EXERCISE PROMPT: Please return only the lines from the one holding "assert!(inserted);" through the one holding "impl ActiveModelBehavior for", exactly as they appear in the records below, both ends included.

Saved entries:
use chrono::Utc;
use sea_orm::{
    prelude::Json, sea_query::OnConflict, ActiveValue, ConnectionTrait, DbErr, EntityTrait,
};

use crate::model::creator::CreatorRecord;

/// Writes creators.
pub struct CreatorRepository<'a, C: ConnectionTrait> {
    db: &'a C,
}

impl<'a, C: ConnectionTrait> CreatorRepository<'a, C> {
    /// Create a repository over `db`
    pub fn new(db: &'a C) -> Self {
        Self { db }
    }

    /// Insert a creator, or refresh the name of the creator already stored under its slug
    pub async fn upsert(&self, creator: &CreatorRecord) -> Result<entity::creator::Model, DbErr> {
        let now = Utc::now().naive_utc();

        entity::prelude::Creator::insert(entity::creator::ActiveModel {
            slug: ActiveValue::Set(creator.slug.clone()),
            name: ActiveValue::Set(creator.name.clone()),
            roles: ActiveValue::Set(Json::from(creator.roles.clone())),
            active_years: ActiveValue::Set(creator.active_years.clone()),
            bio: ActiveValue::Set(creator.bio.clone()),
            created_at: ActiveValue::Set(now),
            updated_at: ActiveValue::Set(now),
            ..Default::default()
        })
        .on_conflict(
            OnConflict::column(entity::creator::Column::Slug)
                .update_columns([
                    entity::creator::Column::Name,
                    entity::creator::Column::UpdatedAt,
                ])
                .to_owned(),
        )
        .exec_with_returning(self.db)
        .await
    }
}
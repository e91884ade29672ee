use sea_orm::ConnectionTrait;

use crate::{
    data::reading_path::ReadingPathRepository,
    error::seed::SeedError,
    model::reading_path::ReadingPathRecord,
    seed::{
        context::SeedContext,
        outcome::{RecordOutcome, StageReport},
        stage::Stage,
        SeedPipeline,
    },
};

impl<'a, C: ConnectionTrait> SeedPipeline<'a, C> {
    /// Persist reading paths and their ordered entries.
    ///
    /// Entries are keyed by position within their path; a second entry at a taken position is
    /// ignored.
    pub(in crate::seed) async fn seed_reading_paths(
        &self,
        ctx: &SeedContext,
    ) -> Result<StageReport, SeedError> {
        let Some(paths) = self.load::<ReadingPathRecord>(Stage::ReadingPaths).await? else {
            return Ok(StageReport::not_loaded(Stage::ReadingPaths));
        };

        let path_repo = ReadingPathRepository::new(self.db);
        let mut report = StageReport::new(Stage::ReadingPaths);

        for path in &paths {
            let path_id = match path_repo.upsert(path).await {
                Ok(model) => model.id,
                Err(error) => {
                    report.tally(&path.slug, RecordOutcome::Failed { error })?;
                    continue;
                }
            };
            report.tally(&path.slug, RecordOutcome::Inserted)?;

            for entry in &path.entries {
                let link = format!("#{} {}", entry.position, entry.edition_slug);
                let outcome = match ctx.edition_ids.get(&entry.edition_slug) {
                    Some(&edition_id) => {
                        let result = path_repo.insert_entry(path_id, edition_id, entry).await;
                        if let Ok(false) = result {
                            tracing::debug!(
                                path = %path.slug,
                                position = entry.position,
                                "Position already taken, entry ignored"
                            );
                        }

                        result.into()
                    }
                    None => RecordOutcome::unresolved("edition", &entry.edition_slug),
                };

                report.tally_link(&path.slug, &link, outcome);
            }
        }

        Ok(report)
    }
}
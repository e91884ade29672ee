//! Test context structure and utilities.
//!
//! This module provides the `TestContext` returned by `TestBuilder`. The context owns an
//! in-memory SQLite database and a temporary directory standing in for the seed data directory.

use std::path::{Path, PathBuf};

use sea_orm::{
    sea_query::{IndexCreateStatement, TableCreateStatement},
    ConnectionTrait, Database, DatabaseConnection, EntityTrait, PaginatorTrait,
};
use tempfile::TempDir;

use crate::error::TestError;

/// Test context structure returned by `TestBuilder`
///
/// # Usage
///
/// Most users should create this via [`TestBuilder`](crate::TestBuilder) rather
/// than constructing it directly.
///
/// ```ignore
/// let test = TestBuilder::new().with_seed_tables().build().await?;
///
/// // Access the database
/// let db = &test.db;
///
/// // Write a data file the seed pipeline will read
/// test.write_data_file("eras.json", &serde_json::json!([]))?;
///
/// // Access fixture helpers
/// test.catalog().insert_mock_era("silver-age").await?;
/// ```
pub struct TestContext {
    /// Database connection to in-memory SQLite database
    pub db: DatabaseConnection,

    /// Temporary data directory, removed when the context is dropped
    pub(crate) data_dir: TempDir,
}

impl TestContext {
    /// Create a new test context with an empty database and an empty data directory.
    ///
    /// # Returns
    /// - `Ok(TestContext)` - Fully initialized test context
    /// - `Err(TestError::DbErr)` - Database connection failed
    /// - `Err(TestError::Io)` - Temporary directory could not be created
    pub(crate) async fn new() -> Result<Self, TestError> {
        let db = Database::connect("sqlite::memory:").await?;
        let data_dir = tempfile::tempdir()?;

        Ok(TestContext { db, data_dir })
    }

    pub async fn with_tables(&self, stmts: Vec<TableCreateStatement>) -> Result<(), TestError> {
        for stmt in stmts {
            self.db.execute(&stmt).await?;
        }

        Ok(())
    }

    pub async fn with_indexes(&self, stmts: Vec<IndexCreateStatement>) -> Result<(), TestError> {
        for stmt in stmts {
            self.db.execute(&stmt).await?;
        }

        Ok(())
    }

    /// Path of the temporary data directory
    pub fn data_dir(&self) -> &Path {
        self.data_dir.path()
    }

    /// Serialize `contents` as pretty JSON into `file_name` within the data directory.
    ///
    /// # Returns
    /// - `Ok(PathBuf)` - Path of the written file
    /// - `Err(TestError::Json)` - Serialization failed
    /// - `Err(TestError::Io)` - Writing the file failed
    pub fn write_data_file(
        &self,
        file_name: &str,
        contents: &serde_json::Value,
    ) -> Result<PathBuf, TestError> {
        let path = self.data_dir.path().join(file_name);
        std::fs::write(&path, serde_json::to_vec_pretty(contents)?)?;

        Ok(path)
    }

    /// Write raw text into `file_name` within the data directory, for malformed-file cases.
    pub fn write_raw_data_file(&self, file_name: &str, contents: &str) -> Result<PathBuf, TestError> {
        let path = self.data_dir.path().join(file_name);
        std::fs::write(&path, contents)?;

        Ok(path)
    }

    /// Count rows currently stored for an entity.
    pub async fn count<E>(&self, _entity: E) -> Result<u64, TestError>
    where
        E: EntityTrait,
        E::Model: Sync,
    {
        Ok(E::find().count(&self.db).await?)
    }
}
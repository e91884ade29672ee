pub use super::character::Entity as Character;
pub use super::collected_edition::Entity as CollectedEdition;
pub use super::connection::Entity as Connection;
pub use super::continuity_conflict::Entity as ContinuityConflict;
pub use super::creator::Entity as Creator;
pub use super::edition_creator::Entity as EditionCreator;
pub use super::era::Entity as Era;
pub use super::event::Entity as Event;
pub use super::reading_path::Entity as ReadingPath;
pub use super::reading_path_entry::Entity as ReadingPathEntry;
pub use super::resource::Entity as Resource;
pub use super::retailer::Entity as Retailer;
pub use super::story_arc::Entity as StoryArc;
use super::*;

/// Expect the era foreign key to be stored when given
#[tokio::test]
async fn creates_story_arc_in_era() -> Result<(), TestError> {
    let test = TestBuilder::new()
        .with_table(entity::prelude::Era)
        .with_table(entity::prelude::StoryArc)
        .build()
        .await?;
    let era = test.catalog().insert_mock_era("bronze-age").await?;
    let arc: StoryArcRecord =
        serde_json::from_value(factory::story_arc("dark-phoenix-saga", Some("bronze-age")))?;

    let arc_repo = StoryArcRepository::new(&test.db);
    arc_repo.upsert(&arc, Some(era.id)).await?;

    let stored = entity::prelude::StoryArc::find()
        .one(&test.db)
        .await?
        .unwrap();
    assert_eq!(stored.era_id, Some(era.id));

    Ok(())
}

/// Expect Ok with no era when none is given
#[tokio::test]
async fn creates_story_arc_without_era() -> Result<(), TestError> {
    let test = TestBuilder::new()
        .with_table(entity::prelude::Era)
        .with_table(entity::prelude::StoryArc)
        .build()
        .await?;
    let arc: StoryArcRecord = serde_json::from_value(factory::story_arc("kree-skrull-war", None))?;

    let arc_repo = StoryArcRepository::new(&test.db);
    let inserted = arc_repo.upsert(&arc, None).await?;

    assert!(inserted);
    let stored = entity::prelude::StoryArc::find()
        .one(&test.db)
        .await?
        .unwrap();
    assert_eq!(stored.era_id, None);

    Ok(())
}
use sea_orm::entity::prelude::*;

#[derive(Clone, Debug, PartialEq, Eq, DeriveEntityModel)]
#[sea_orm(table_name = "creators")]
pub struct Model {
    #[sea_orm(primary_key)]
    pub id: i32,
    #[sea_orm(unique)]
    pub slug: String,
    pub name: String,
    pub roles: Json,
    pub active_years: Option<String>,
    #[sea_orm(column_type = "Text", nullable)]
    pub bio: Option<String>,
    pub created_at: DateTime,
    pub updated_at: DateTime,
}

#[derive(Copy, Clone, Debug, EnumIter, DeriveRelation)]
pub enum Relation {
    #[sea_orm(has_many = "super::edition_creator::Entity")]
    EditionCreator,
}

impl Related<super::edition_creator::Entity> for Entity {
    fn to() -> RelationDef {
        Relation::EditionCreator.def()
    }
}

impl ActiveModelBehavior for ActiveModel {}
//! Page cursor for offset-paginated listings.

use core::num::NonZeroU32;

/// Default number of products per page.
pub const DEFAULT_PAGE_SIZE: NonZeroU32 = NonZeroU32::new(10).expect("10 is non-zero");

/// Which slice of a paginated result set is displayed.
///
/// `total_pages` is fetched separately from the pages themselves and is
/// `None` until that fetch succeeds. Once known, `page_index` stays within
/// `0..total_pages`; with zero pages the index is pinned at 0 and both
/// directions are disabled.
#[derive(Debug, Clone, Copy, PartialEq, Eq)]
pub struct PageCursor {
    page_index: u32,
    page_size: NonZeroU32,
    total_pages: Option<u32>,
}

impl PageCursor {
    /// A cursor on the first page with an unknown total.
    #[must_use]
    pub const fn new(page_size: NonZeroU32) -> Self {
        Self {
            page_index: 0,
            page_size,
            total_pages: None,
        }
    }

    #[must_use]
    pub const fn page_index(&self) -> u32 {
        self.page_index
    }

    #[must_use]
    pub const fn page_size(&self) -> NonZeroU32 {
        self.page_size
    }

    #[must_use]
    pub const fn total_pages(&self) -> Option<u32> {
        self.total_pages
    }

    /// Record the total page count, clamping the index back into range.
    pub const fn set_total_pages(&mut self, total: u32) {
        self.total_pages = Some(total);
        if total == 0 {
            self.page_index = 0;
        } else if self.page_index >= total {
            self.page_index = total - 1;
        }
    }

    /// Number of items to skip for the current page.
    #[must_use]
    pub fn skip(&self) -> u64 {
        self.offset_of(self.page_index)
    }

    /// Number of items to skip for an arbitrary page index.
    #[must_use]
    pub fn offset_of(&self, page_index: u32) -> u64 {
        u64::from(page_index) * u64::from(self.page_size.get())
    }

    /// Whether there is at least one page to fetch.
    #[must_use]
    pub const fn has_pages(&self) -> bool {
        matches!(self.total_pages, Some(total) if total > 0)
    }

    /// Whether `page_index` is a valid page under the known total.
    #[must_use]
    pub const fn contains(&self, page_index: u32) -> bool {
        matches!(self.total_pages, Some(total) if page_index < total)
    }

    #[must_use]
    pub const fn can_prev(&self) -> bool {
        self.has_pages() && self.page_index > 0
    }

    #[must_use]
    pub const fn can_next(&self) -> bool {
        match self.total_pages {
            Some(total) if total > 0 => self.page_index < total - 1,
            _ => false,
        }
    }

    /// Index of the previous page, if moving back is allowed.
    #[must_use]
    pub const fn prev_index(&self) -> Option<u32> {
        if self.can_prev() {
            Some(self.page_index - 1)
        } else {
            None
        }
    }

    /// Index of the next page, if moving forward is allowed.
    #[must_use]
    pub const fn next_index(&self) -> Option<u32> {
        if self.can_next() {
            Some(self.page_index + 1)
        } else {
            None
        }
    }

    /// Move to `page_index` after its page has been fetched.
    ///
    /// Returns `false` and leaves the cursor unchanged if the index is out of
    /// range.
    pub const fn move_to(&mut self, page_index: u32) -> bool {
        if self.contains(page_index) {
            self.page_index = page_index;
            true
        } else {
            false
        }
    }

    /// Human-readable position, e.g. `Page: 2 of 5`.
    ///
    /// With no pages (or an unknown total) this reads `Page: 0 of 0`.
    #[must_use]
    pub fn label(&self) -> String {
        match self.total_pages {
            Some(total) if total > 0 => format!("Page: {} of {total}", self.page_index + 1),
            _ => "Page: 0 of 0".to_owned(),
        }
    }
}

impl Default for PageCursor {
    fn default() -> Self {
        Self::new(DEFAULT_PAGE_SIZE)
    }
}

TASK SOLUTION:
    assert!(inserted);
    let stored = entity::prelude::StoryArc::find()
        .one(&test.db)
        .await?
        .unwrap();
    assert_eq!(stored.era_id, None);

    Ok(())
}
use sea_orm::entity::prelude::*;

#[derive(Clone, Debug, PartialEq, Eq, DeriveEntityModel)]
#[sea_orm(table_name = "creators")]
pub struct Model {
    #[sea_orm(primary_key)]
    pub id: i32,
    #[sea_orm(unique)]
    pub slug: String,
    pub name: String,
    pub roles: Json,
    pub active_years: Option<String>,
    #[sea_orm(column_type = "Text", nullable)]
    pub bio: Option<String>,
    pub created_at: DateTime,
    pub updated_at: DateTime,
}

#[derive(Copy, Clone, Debug, EnumIter, DeriveRelation)]
pub enum Relation {
    #[sea_orm(has_many = "super::edition_creator::Entity")]
    EditionCreator,
}

impl Related<super::edition_creator::Entity> for Entity {
    fn to() -> RelationDef {
        Relation::EditionCreator.def()
    }
}

impl ActiveModelBehavior for ActiveModel {}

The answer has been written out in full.